A recent statement from Coca Cola isn’t surprising: “People have enjoyed drinking a Coca-Cola for more than 129 years. Like all soft drinks, it is perfectly safe to drink and can be enjoyed as part of a balanced diet and lifestyle.”
It’s common knowledge that until 1903, Coca Cola’s recipe included actual coca leaf. John Pemberton, a morphine-addicted pharmacist, formulated the original recipe. When coca leaf was removed from the formula, Coca Cola needed to create a new formula with addictive properties. History demonstrates just how successful they were!
It wasn’t until the late 1950’s that diet colas were introduced in the United States. By the 1980’s, they became mainstream and profitable. Originally, the target market was women who were watching their weight. Currently, the marketing strategy includes men and children as well, as a “healthier” alternative to regular sugar soda. One tagline states: “Regret Nothing: no sugar, no calories.”
The perceived benefit of drinking diet soda instead of regular soda is that we are consuming far fewer calories. Diet soda contains no high fructose corn syrup, sucrose, or other forms of processed sugar. The artificial sweetener in most diet soda is aspartame, which is indeed calorie-free. Some, especially those who don’t like to drink plain water, find diet sodas to be a good source of hydration.
While diet soda is a source of fluid, it offers no positive nutritional or health benefits. In fact, drinking diet soda on a daily basis is associated with a long list of increased risks: stroke, diabetes, osteoporosis and greater risk of bone fracture (due to high levels of phosphoric acid), hypertension, kidney disease, heart disease, metabolic syndrome, type-2 diabetes, nausea, dizziness, and migraine headaches. The most surprising correlation, however, shows that diet soda may actually contribute to weight *gain*!

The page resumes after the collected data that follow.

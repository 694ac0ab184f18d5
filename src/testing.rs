//! Harness for testing a live session.
//!
//! Runs a real server with a real PTY child inside the test's runtime:
//!
//! ```ignore
//! let session = TestSession::spawn(&["sh"]).await?;
//! session.send("echo hello\r").await?;
//! session.expect_exact("hello", 5).await?;
//! ```

use crate::client::{Client, ClientError, Completion};
use crate::protocol::{ExpectFlags, PassRequest, Request, Subcommand};
use crate::pty::{self, SpawnOptions};
use crate::server::{self, ExitFlag, ExitReason, Policies, Server, ServerError, Session};
use std::path::{Path, PathBuf};
use std::sync::atomic::{AtomicU32, Ordering};
use std::time::{Duration, Instant};
use thiserror::Error;
use tokio::task::JoinHandle;

static TEST_COUNTER: AtomicU32 = AtomicU32::new(0);

/// Errors from the test harness.
#[derive(Debug, Error)]
pub enum TestError {
    #[error("timeout waiting for condition")]
    Timeout,

    #[error("spawn failed: {0}")]
    SpawnFailed(String),

    #[error("request failed: {0}")]
    Client(#[from] ClientError),

    #[error("server error: {0}")]
    Server(String),
}

/// The result of one client command: how it ended and what it printed.
#[derive(Debug, Clone, PartialEq, Eq)]
pub struct Outcome {
    pub completion: Completion,
    pub output: Vec<u8>,
}

impl Outcome {
    /// Printed output, lossily decoded.
    #[must_use]
    pub fn text(&self) -> String {
        String::from_utf8_lossy(&self.output).into_owned()
    }
}

/// A server on a unique socket, serving one child.
pub struct TestSession {
    socket_path: PathBuf,
    server: Option<JoinHandle<Result<ExitReason, ServerError>>>,
}

impl TestSession {
    /// Spawn `cmd` with default policies.
    pub async fn spawn(cmd: &[&str]) -> Result<Self, TestError> {
        Self::spawn_with(cmd, Policies::default()).await
    }

    /// Spawn `cmd` with the given policies.
    pub async fn spawn_with(cmd: &[&str], policies: Policies) -> Result<Self, TestError> {
        let socket_path = Self::unique_socket_path();
        let listener = server::bind(&socket_path).map_err(|e| TestError::SpawnFailed(e.to_string()))?;

        let exit_flag = ExitFlag::register().map_err(|e| TestError::SpawnFailed(e.to_string()))?;
        let cmd: Vec<String> = cmd.iter().map(ToString::to_string).collect();
        let opts = SpawnOptions {
            winsize: Some((24, 80)),
            ..SpawnOptions::default()
        };
        let pty = pty::spawn(&cmd, &opts).map_err(|e| TestError::SpawnFailed(e.to_string()))?;

        let session = Session::new(pty, policies, exit_flag, Instant::now());
        let server = Server::new(socket_path.clone(), listener, session)
            .map_err(|e| TestError::SpawnFailed(e.to_string()))?;
        let handle = tokio::spawn(server.run());

        Ok(Self {
            socket_path,
            server: Some(handle),
        })
    }

    fn unique_socket_path() -> PathBuf {
        let id = TEST_COUNTER.fetch_add(1, Ordering::SeqCst);
        let pid = std::process::id();
        std::env::temp_dir().join(format!("tether-test-{pid}-{id}.sock"))
    }

    #[must_use]
    pub fn socket_path(&self) -> &Path {
        &self.socket_path
    }

    /// Open a greeted connection.
    pub async fn connect(&self) -> Result<Client, TestError> {
        Ok(Client::connect(&self.socket_path).await?)
    }

    /// Run one request on a fresh connection, like a client command does.
    pub async fn run(&self, request: &Request) -> Result<Outcome, TestError> {
        let client = self.connect().await?;
        let mut output = Vec::new();
        let completion = client.run(request, &mut output).await?;
        Ok(Outcome { completion, output })
    }

    pub async fn send(&self, data: &str) -> Result<Outcome, TestError> {
        self.run(&Request::Send(data.as_bytes().to_vec())).await
    }

    /// Expect `text` literally within `timeout` seconds.
    pub async fn expect_exact(&self, text: &str, timeout: i32) -> Result<Outcome, TestError> {
        self.expect(ExpectFlags::EXACT, Some(text), timeout).await
    }

    /// Expect a regex within `timeout` seconds.
    pub async fn expect_re(&self, re: &str, timeout: i32) -> Result<Outcome, TestError> {
        self.expect(ExpectFlags::ERE, Some(re), timeout).await
    }

    pub async fn expect(
        &self,
        flags: ExpectFlags,
        pattern: Option<&str>,
        timeout: i32,
    ) -> Result<Outcome, TestError> {
        self.run(&Request::Pass(PassRequest {
            subcommand: Subcommand::Expect,
            flags,
            pattern: pattern.map(|p| p.as_bytes().to_vec()),
            timeout: Some(timeout),
            lookback: None,
        }))
        .await
    }

    /// Wait for the child to exit.
    pub async fn wait(&self) -> Result<Outcome, TestError> {
        self.run(&Request::Pass(PassRequest {
            subcommand: Subcommand::Wait,
            flags: ExpectFlags::EXIT,
            pattern: None,
            timeout: Some(-1),
            lookback: None,
        }))
        .await
    }

    /// Wait up to `limit` for the server to shut down on its own.
    pub async fn finished(mut self, limit: Duration) -> Result<ExitReason, TestError> {
        let Some(handle) = self.server.take() else {
            return Err(TestError::Server("server already collected".into()));
        };
        match tokio::time::timeout(limit, handle).await {
            Ok(Ok(Ok(reason))) => Ok(reason),
            Ok(Ok(Err(e))) => Err(TestError::Server(e.to_string())),
            Ok(Err(e)) => Err(TestError::Server(e.to_string())),
            Err(_) => Err(TestError::Timeout),
        }
    }
}

impl Drop for TestSession {
    fn drop(&mut self) {
        if let Some(handle) = self.server.take() {
            handle.abort();
        }
        std::fs::remove_file(&self.socket_path).ok();
    }
}
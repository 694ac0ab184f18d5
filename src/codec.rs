//! Tag-type-length-value message codec.
//!
//! Every node is an 8-byte header (`tag << 8 | type`, then the value
//! length, both big-endian) followed by the value, zero-padded to a
//! multiple of 8 bytes. Struct values are the concatenated encodings of
//! their children, so a message is a tree.

// Lengths are bounded by the encode limit before any narrowing cast
#![allow(clippy::cast_possible_truncation)]

use thiserror::Error;

/// Size of a node header in bytes.
pub const HEADER_SIZE: usize = 8;

/// Maximum struct nesting accepted by the decoder.
pub const MAX_DEPTH: usize = 32;

/// Errors from encoding or decoding a message tree.
#[derive(Debug, Clone, PartialEq, Eq, Error)]
pub enum CodecError {
    #[error("message truncated")]
    Truncated,

    #[error("unknown value type {0}")]
    BadType(u32),

    #[error("invalid length {len} for {kind:?} value")]
    BadLength { kind: Kind, len: u32 },

    #[error("message too large: {size} bytes (limit {limit})")]
    TooLarge { size: usize, limit: usize },

    #[error("message nested deeper than {MAX_DEPTH} levels")]
    TooDeep,

    #[error("expected exactly one message, found {0}")]
    NodeCount(usize),
}

/// A 24-bit message tag.
///
/// Tag meanings belong to the protocol layer; the codec carries any value.
#[derive(Debug, Clone, Copy, PartialEq, Eq, Hash, PartialOrd, Ord)]
pub struct Tag(u32);

impl Tag {
    /// Largest representable tag.
    pub const MAX: u32 = 0x00ff_ffff;

    /// Create a tag, rejecting values that do not fit in 24 bits.
    #[must_use]
    pub const fn new(raw: u32) -> Option<Self> {
        if raw > Self::MAX {
            None
        } else {
            Some(Self(raw))
        }
    }

    pub(crate) const fn from_raw(raw: u32) -> Self {
        Self(raw & Self::MAX)
    }

    /// The numeric tag value.
    #[must_use]
    pub const fn get(self) -> u32 {
        self.0
    }
}

/// Wire type codes.
#[derive(Debug, Clone, Copy, PartialEq, Eq)]
#[repr(u32)]
pub enum Kind {
    Int = 1,
    Long = 2,
    Bool = 3,
    Text = 4,
    Raw = 5,
    Struct = 6,
}

impl Kind {
    const fn from_code(code: u32) -> Option<Self> {
        match code {
            1 => Some(Self::Int),
            2 => Some(Self::Long),
            3 => Some(Self::Bool),
            4 => Some(Self::Text),
            5 => Some(Self::Raw),
            6 => Some(Self::Struct),
            _ => None,
        }
    }

    const fn valid_len(self, len: u32) -> bool {
        match self {
            Self::Int | Self::Bool => len == 4,
            Self::Long => len == 8,
            Self::Struct => len % 8 == 0,
            Self::Text | Self::Raw => true,
        }
    }
}

/// A node value. Only `Struct` has children.
#[derive(Debug, Clone, PartialEq, Eq)]
pub enum Value {
    Int(i32),
    Long(i64),
    Bool(bool),
    Text(Vec<u8>),
    Raw(Vec<u8>),
    Struct(Vec<Tlv>),
}

impl Value {
    /// The wire type of this value.
    #[must_use]
    pub const fn kind(&self) -> Kind {
        match self {
            Self::Int(_) => Kind::Int,
            Self::Long(_) => Kind::Long,
            Self::Bool(_) => Kind::Bool,
            Self::Text(_) => Kind::Text,
            Self::Raw(_) => Kind::Raw,
            Self::Struct(_) => Kind::Struct,
        }
    }

    /// Unpadded value length as written in the header.
    fn len(&self) -> usize {
        match self {
            Self::Int(_) | Self::Bool(_) => 4,
            Self::Long(_) => 8,
            Self::Text(bytes) | Self::Raw(bytes) => bytes.len(),
            Self::Struct(children) => children.iter().map(Tlv::encoded_len).sum(),
        }
    }
}

/// One node of a message tree.
#[derive(Debug, Clone, PartialEq, Eq)]
pub struct Tlv {
    pub tag: Tag,
    pub value: Value,
}

const fn round8(len: usize) -> usize {
    (len + 7) & !7
}

impl Tlv {
    #[must_use]
    pub const fn new(tag: Tag, value: Value) -> Self {
        Self { tag, value }
    }

    #[must_use]
    pub const fn int(tag: Tag, v: i32) -> Self {
        Self::new(tag, Value::Int(v))
    }

    #[must_use]
    pub const fn long(tag: Tag, v: i64) -> Self {
        Self::new(tag, Value::Long(v))
    }

    #[must_use]
    pub const fn bool(tag: Tag, v: bool) -> Self {
        Self::new(tag, Value::Bool(v))
    }

    #[must_use]
    pub fn text(tag: Tag, v: impl Into<Vec<u8>>) -> Self {
        Self::new(tag, Value::Text(v.into()))
    }

    #[must_use]
    pub fn raw(tag: Tag, v: impl Into<Vec<u8>>) -> Self {
        Self::new(tag, Value::Raw(v.into()))
    }

    /// An empty struct node; add children with [`Tlv::with`].
    #[must_use]
    pub const fn structure(tag: Tag) -> Self {
        Self::new(tag, Value::Struct(Vec::new()))
    }

    /// Append a child. Has no effect on non-struct nodes.
    #[must_use]
    pub fn with(mut self, child: Self) -> Self {
        if let Value::Struct(children) = &mut self.value {
            children.push(child);
        }
        self
    }

    /// Append a child if present.
    #[must_use]
    pub fn with_opt(self, child: Option<Self>) -> Self {
        match child {
            Some(child) => self.with(child),
            None => self,
        }
    }

    /// Children of a struct node; empty for scalars.
    #[must_use]
    pub fn children(&self) -> &[Self] {
        match &self.value {
            Value::Struct(children) => children,
            _ => &[],
        }
    }

    /// First child with the given tag.
    #[must_use]
    pub fn child(&self, tag: Tag) -> Option<&Self> {
        self.children().iter().find(|c| c.tag == tag)
    }

    #[must_use]
    pub const fn as_int(&self) -> Option<i32> {
        match self.value {
            Value::Int(v) => Some(v),
            _ => None,
        }
    }

    #[must_use]
    pub const fn as_long(&self) -> Option<i64> {
        match self.value {
            Value::Long(v) => Some(v),
            _ => None,
        }
    }

    #[must_use]
    pub const fn as_bool(&self) -> Option<bool> {
        match self.value {
            Value::Bool(v) => Some(v),
            _ => None,
        }
    }

    /// Bytes of a text or raw node.
    #[must_use]
    pub fn as_bytes(&self) -> Option<&[u8]> {
        match &self.value {
            Value::Text(v) | Value::Raw(v) => Some(v),
            _ => None,
        }
    }

    /// Total encoded size of this node including header and padding.
    #[must_use]
    pub fn encoded_len(&self) -> usize {
        HEADER_SIZE + round8(self.value.len())
    }

    /// Encode the tree, failing without output if it exceeds `limit` bytes.
    pub fn encode(&self, limit: usize) -> Result<Vec<u8>, CodecError> {
        let size = self.encoded_len();
        let limit = limit.min(u32::MAX as usize);
        if size > limit {
            return Err(CodecError::TooLarge { size, limit });
        }
        let mut out = Vec::with_capacity(size);
        self.write_into(&mut out);
        Ok(out)
    }

    fn write_into(&self, out: &mut Vec<u8>) {
        let len = self.value.len();
        let word = (self.tag.get() << 8) | self.value.kind() as u32;
        out.extend_from_slice(&word.to_be_bytes());
        out.extend_from_slice(&(len as u32).to_be_bytes());

        let start = out.len();
        match &self.value {
            Value::Int(v) => out.extend_from_slice(&v.to_be_bytes()),
            Value::Bool(v) => out.extend_from_slice(&u32::from(*v).to_be_bytes()),
            Value::Long(v) => out.extend_from_slice(&v.to_be_bytes()),
            Value::Text(bytes) | Value::Raw(bytes) => out.extend_from_slice(bytes),
            Value::Struct(children) => {
                for child in children {
                    child.write_into(out);
                }
            }
        }
        out.resize(start + round8(len), 0);
    }
}

/// Decode a buffer into the list of sibling nodes it contains.
pub fn decode(input: &[u8]) -> Result<Vec<Tlv>, CodecError> {
    decode_at_depth(input, 0)
}

/// Decode a buffer that must hold exactly one top-level node.
pub fn decode_message(input: &[u8]) -> Result<Tlv, CodecError> {
    let mut nodes = decode(input)?;
    match nodes.len() {
        1 => nodes.pop().ok_or(CodecError::NodeCount(0)),
        n => Err(CodecError::NodeCount(n)),
    }
}

fn decode_at_depth(mut input: &[u8], depth: usize) -> Result<Vec<Tlv>, CodecError> {
    if depth > MAX_DEPTH {
        return Err(CodecError::TooDeep);
    }
    let mut nodes = Vec::new();
    while !input.is_empty() {
        let (node, rest) = decode_node(input, depth)?;
        nodes.push(node);
        input = rest;
    }
    Ok(nodes)
}

fn read_u32(bytes: &[u8]) -> Result<u32, CodecError> {
    bytes
        .get(..4)
        .and_then(|b| <[u8; 4]>::try_from(b).ok())
        .map(u32::from_be_bytes)
        .ok_or(CodecError::Truncated)
}

fn decode_node(input: &[u8], depth: usize) -> Result<(Tlv, &[u8]), CodecError> {
    let header = input.get(..HEADER_SIZE).ok_or(CodecError::Truncated)?;
    let word = read_u32(header)?;
    let len = read_u32(&header[4..])?;

    let kind = Kind::from_code(word & 0xff).ok_or(CodecError::BadType(word & 0xff))?;
    if !kind.valid_len(len) {
        return Err(CodecError::BadLength { kind, len });
    }

    let len = len as usize;
    let end = HEADER_SIZE
        .checked_add(round8(len))
        .ok_or(CodecError::Truncated)?;
    let body = input.get(HEADER_SIZE..end).ok_or(CodecError::Truncated)?;
    let body = &body[..len];

    let value = match kind {
        Kind::Int => Value::Int(i32::from_be_bytes(read_u32(body)?.to_be_bytes())),
        Kind::Bool => Value::Bool(read_u32(body)? != 0),
        Kind::Long => {
            let bytes = <[u8; 8]>::try_from(body).map_err(|_| CodecError::Truncated)?;
            Value::Long(i64::from_be_bytes(bytes))
        }
        Kind::Text => Value::Text(body.to_vec()),
        Kind::Raw => Value::Raw(body.to_vec()),
        Kind::Struct => Value::Struct(decode_at_depth(body, depth + 1)?),
    };

    let node = Tlv {
        tag: Tag::from_raw(word >> 8),
        value,
    };
    Ok((node, &input[end..]))
}

#[cfg(test)]
mod tests {
    use super::*;

    const A: Tag = Tag::from_raw(1);
    const B: Tag = Tag::from_raw(2);
    const C: Tag = Tag::from_raw(0x00ab_cdef);

    fn sample() -> Tlv {
        Tlv::structure(A)
            .with(Tlv::int(B, -7))
            .with(Tlv::long(B, 1 << 40))
            .with(Tlv::bool(C, true))
            .with(Tlv::text(B, "hello"))
            .with(Tlv::raw(B, vec![0u8, 1, 2]))
            .with(Tlv::structure(C).with(Tlv::int(A, 42)))
    }

    #[test]
    fn test_round_trip() {
        let msg = sample();
        let bytes = msg.encode(usize::MAX).unwrap();
        assert_eq!(bytes.len(), msg.encoded_len());
        assert_eq!(decode_message(&bytes).unwrap(), msg);
    }

    #[test]
    fn test_int_layout() {
        let bytes = Tlv::int(A, 0x0102_0304).encode(64).unwrap();
        assert_eq!(
            bytes,
            vec![0, 0, 1, 1, 0, 0, 0, 4, 1, 2, 3, 4, 0, 0, 0, 0]
        );
    }

    #[test]
    fn test_text_padding() {
        let bytes = Tlv::text(B, "abcdefghi").encode(64).unwrap();
        // header + 9 bytes padded to 16
        assert_eq!(bytes.len(), 24);
        assert_eq!(&bytes[4..8], &[0, 0, 0, 9]);
        assert!(bytes[17..].iter().all(|&b| b == 0));
    }

    #[test]
    fn test_empty_struct() {
        let bytes = Tlv::structure(A).encode(64).unwrap();
        assert_eq!(bytes, vec![0, 0, 1, 6, 0, 0, 0, 0]);
        assert_eq!(decode_message(&bytes).unwrap(), Tlv::structure(A));
    }

    #[test]
    fn test_encode_over_limit() {
        let msg = Tlv::raw(A, vec![b'x'; 100]);
        let err = msg.encode(64).unwrap_err();
        assert!(matches!(err, CodecError::TooLarge { size: 112, limit: 64 }));
    }

    #[test]
    fn test_every_strict_prefix_fails() {
        let bytes = sample().encode(usize::MAX).unwrap();
        for cut in 0..bytes.len() {
            assert!(
                decode_message(&bytes[..cut]).is_err(),
                "prefix of {cut} bytes decoded"
            );
        }
    }

    #[test]
    fn test_rejects_bad_type() {
        let mut bytes = Tlv::int(A, 1).encode(64).unwrap();
        bytes[3] = 7;
        assert_eq!(decode(&bytes).unwrap_err(), CodecError::BadType(7));
        bytes[3] = 0;
        assert_eq!(decode(&bytes).unwrap_err(), CodecError::BadType(0));
    }

    #[test]
    fn test_rejects_bad_scalar_lengths() {
        let mut bytes = Tlv::int(A, 1).encode(64).unwrap();
        bytes[7] = 8;
        assert!(matches!(
            decode(&bytes).unwrap_err(),
            CodecError::BadLength { kind: Kind::Int, len: 8 }
        ));

        let mut bytes = Tlv::long(A, 1).encode(64).unwrap();
        bytes[7] = 4;
        assert!(matches!(
            decode(&bytes).unwrap_err(),
            CodecError::BadLength { kind: Kind::Long, len: 4 }
        ));
    }

    #[test]
    fn test_rejects_unaligned_struct() {
        let mut bytes = Tlv::structure(A).with(Tlv::int(B, 1)).encode(64).unwrap();
        bytes[7] = 12;
        assert!(matches!(
            decode(&bytes).unwrap_err(),
            CodecError::BadLength { kind: Kind::Struct, .. }
        ));
    }

    #[test]
    fn test_struct_with_partial_child() {
        // struct claims 8 bytes of children but holds only a header fragment
        let bytes = [0, 0, 1, 6, 0, 0, 0, 8, 0, 0, 2, 1, 0, 0, 0, 4];
        assert_eq!(decode(&bytes).unwrap_err(), CodecError::Truncated);
    }

    #[test]
    fn test_siblings_in_order() {
        let mut bytes = Tlv::int(A, 1).encode(64).unwrap();
        bytes.extend(Tlv::text(B, "x").encode(64).unwrap());
        let nodes = decode(&bytes).unwrap();
        assert_eq!(nodes, vec![Tlv::int(A, 1), Tlv::text(B, "x")]);
        assert_eq!(decode_message(&bytes).unwrap_err(), CodecError::NodeCount(2));
    }

    #[test]
    fn test_unknown_tags_decode() {
        let bytes = Tlv::int(C, 5).encode(64).unwrap();
        assert_eq!(decode_message(&bytes).unwrap().tag.get(), 0x00ab_cdef);
    }

    #[test]
    fn test_nesting_limit() {
        let mut msg = Tlv::structure(A);
        for _ in 0..=MAX_DEPTH {
            msg = Tlv::structure(A).with(msg);
        }
        let bytes = msg.encode(usize::MAX).unwrap();
        assert_eq!(decode(&bytes).unwrap_err(), CodecError::TooDeep);
    }

    #[test]
    fn test_tag_range() {
        assert!(Tag::new(Tag::MAX).is_some());
        assert!(Tag::new(Tag::MAX + 1).is_none());
    }

    #[test]
    fn test_accessors() {
        let msg = sample();
        assert_eq!(msg.child(B).and_then(Tlv::as_int), Some(-7));
        assert_eq!(msg.child(C).and_then(Tlv::as_bool), Some(true));
        assert!(msg.child(Tag::from_raw(99)).is_none());
        assert!(Tlv::int(A, 1).children().is_empty());
    }
}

Why? Research has focused on artificial sweeteners leading to overconsumption of other sweet foods. The theory is that diet sweeteners trick the body and disrupt its natural ability to regulate calorie intake.
Aspartame, the most commonly used sweetener in diet sodas, has been the subject of controversy since being approved by the Food and Drug Administration in 1974. It remains on the EPA watch list of most hazardous chemicals.
After reviewing the data, I am in agreement with the large body of scientists who feel that diet soda is not helpful, and likely is harmful to our health. While roughly 20% of us consume diet soda regularly, consumption has been on a steady decline, while the consumption of bottled water has been rising. Hydrating our bodies with water, milk or vegetable juices is far more healthful. If you enjoy fizz in your drinks, try carbonated water.
My recommendation is to avoid diet sodas entirely.